PROBLEM - Copy each line of the records that includes "toml".

INPUT DATA -
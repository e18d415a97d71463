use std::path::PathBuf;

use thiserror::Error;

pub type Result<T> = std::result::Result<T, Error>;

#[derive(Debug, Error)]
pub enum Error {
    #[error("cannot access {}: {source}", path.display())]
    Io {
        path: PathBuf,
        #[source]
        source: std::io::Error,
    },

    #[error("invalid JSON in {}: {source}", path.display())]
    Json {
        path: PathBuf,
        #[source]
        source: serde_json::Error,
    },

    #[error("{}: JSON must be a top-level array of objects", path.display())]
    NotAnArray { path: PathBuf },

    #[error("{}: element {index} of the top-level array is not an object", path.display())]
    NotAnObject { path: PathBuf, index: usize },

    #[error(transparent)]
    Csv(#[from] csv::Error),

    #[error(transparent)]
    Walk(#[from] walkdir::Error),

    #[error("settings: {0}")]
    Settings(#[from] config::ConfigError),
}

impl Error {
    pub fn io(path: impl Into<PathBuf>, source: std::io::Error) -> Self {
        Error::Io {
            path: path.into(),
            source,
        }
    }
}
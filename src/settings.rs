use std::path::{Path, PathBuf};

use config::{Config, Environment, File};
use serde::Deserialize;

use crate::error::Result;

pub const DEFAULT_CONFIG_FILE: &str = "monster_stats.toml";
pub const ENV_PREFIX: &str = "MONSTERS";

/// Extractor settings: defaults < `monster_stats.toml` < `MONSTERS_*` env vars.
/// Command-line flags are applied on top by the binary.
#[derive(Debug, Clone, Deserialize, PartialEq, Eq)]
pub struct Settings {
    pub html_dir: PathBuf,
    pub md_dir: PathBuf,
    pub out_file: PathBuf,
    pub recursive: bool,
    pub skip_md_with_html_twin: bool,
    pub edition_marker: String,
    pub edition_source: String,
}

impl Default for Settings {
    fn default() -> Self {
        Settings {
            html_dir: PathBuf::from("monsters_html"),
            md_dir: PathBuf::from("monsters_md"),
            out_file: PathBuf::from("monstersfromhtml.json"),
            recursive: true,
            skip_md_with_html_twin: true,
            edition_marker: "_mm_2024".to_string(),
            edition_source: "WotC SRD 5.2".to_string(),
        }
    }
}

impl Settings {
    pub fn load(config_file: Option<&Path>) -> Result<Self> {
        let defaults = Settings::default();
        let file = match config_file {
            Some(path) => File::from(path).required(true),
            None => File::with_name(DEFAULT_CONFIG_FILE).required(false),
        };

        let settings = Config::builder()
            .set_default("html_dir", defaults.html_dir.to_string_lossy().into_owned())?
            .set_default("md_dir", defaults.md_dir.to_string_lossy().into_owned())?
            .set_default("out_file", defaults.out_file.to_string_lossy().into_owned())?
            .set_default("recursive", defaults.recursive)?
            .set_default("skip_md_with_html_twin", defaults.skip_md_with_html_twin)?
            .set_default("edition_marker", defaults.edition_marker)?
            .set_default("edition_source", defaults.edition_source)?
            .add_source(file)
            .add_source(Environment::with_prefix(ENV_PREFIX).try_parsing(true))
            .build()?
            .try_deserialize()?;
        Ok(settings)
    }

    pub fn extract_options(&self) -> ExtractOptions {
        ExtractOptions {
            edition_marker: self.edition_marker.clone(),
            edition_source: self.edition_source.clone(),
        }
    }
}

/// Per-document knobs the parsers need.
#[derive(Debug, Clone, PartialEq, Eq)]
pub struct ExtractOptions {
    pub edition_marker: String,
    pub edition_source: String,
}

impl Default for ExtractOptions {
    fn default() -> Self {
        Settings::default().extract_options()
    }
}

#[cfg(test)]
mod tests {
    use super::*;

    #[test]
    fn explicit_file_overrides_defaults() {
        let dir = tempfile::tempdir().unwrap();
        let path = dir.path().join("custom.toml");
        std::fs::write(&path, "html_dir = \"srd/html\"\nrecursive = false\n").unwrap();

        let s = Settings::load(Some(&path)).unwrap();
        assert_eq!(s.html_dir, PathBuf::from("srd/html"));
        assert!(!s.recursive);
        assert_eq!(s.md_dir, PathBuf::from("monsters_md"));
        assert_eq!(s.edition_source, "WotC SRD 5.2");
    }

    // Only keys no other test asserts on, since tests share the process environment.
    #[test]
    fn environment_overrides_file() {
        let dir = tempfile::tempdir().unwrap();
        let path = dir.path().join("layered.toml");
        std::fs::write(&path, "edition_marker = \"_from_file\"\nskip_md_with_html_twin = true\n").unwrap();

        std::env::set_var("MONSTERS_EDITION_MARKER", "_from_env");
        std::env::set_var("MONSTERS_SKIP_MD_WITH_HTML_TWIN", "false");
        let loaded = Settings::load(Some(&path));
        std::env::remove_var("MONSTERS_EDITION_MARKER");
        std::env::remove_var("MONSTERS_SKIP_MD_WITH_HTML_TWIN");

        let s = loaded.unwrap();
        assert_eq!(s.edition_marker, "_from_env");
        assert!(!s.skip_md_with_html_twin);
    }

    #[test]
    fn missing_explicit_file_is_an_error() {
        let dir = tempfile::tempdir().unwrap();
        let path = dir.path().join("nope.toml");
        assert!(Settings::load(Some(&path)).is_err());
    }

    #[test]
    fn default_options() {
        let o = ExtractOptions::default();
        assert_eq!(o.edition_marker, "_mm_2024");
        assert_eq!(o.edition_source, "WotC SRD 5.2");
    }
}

ANSWER BOX -
pub const DEFAULT_CONFIG_FILE: &str = "monster_stats.toml";
/// Extractor settings: defaults < `monster_stats.toml` < `MONSTERS_*` env vars.
        let path = dir.path().join("custom.toml");
        let path = dir.path().join("layered.toml");
        let path = dir.path().join("nope.toml");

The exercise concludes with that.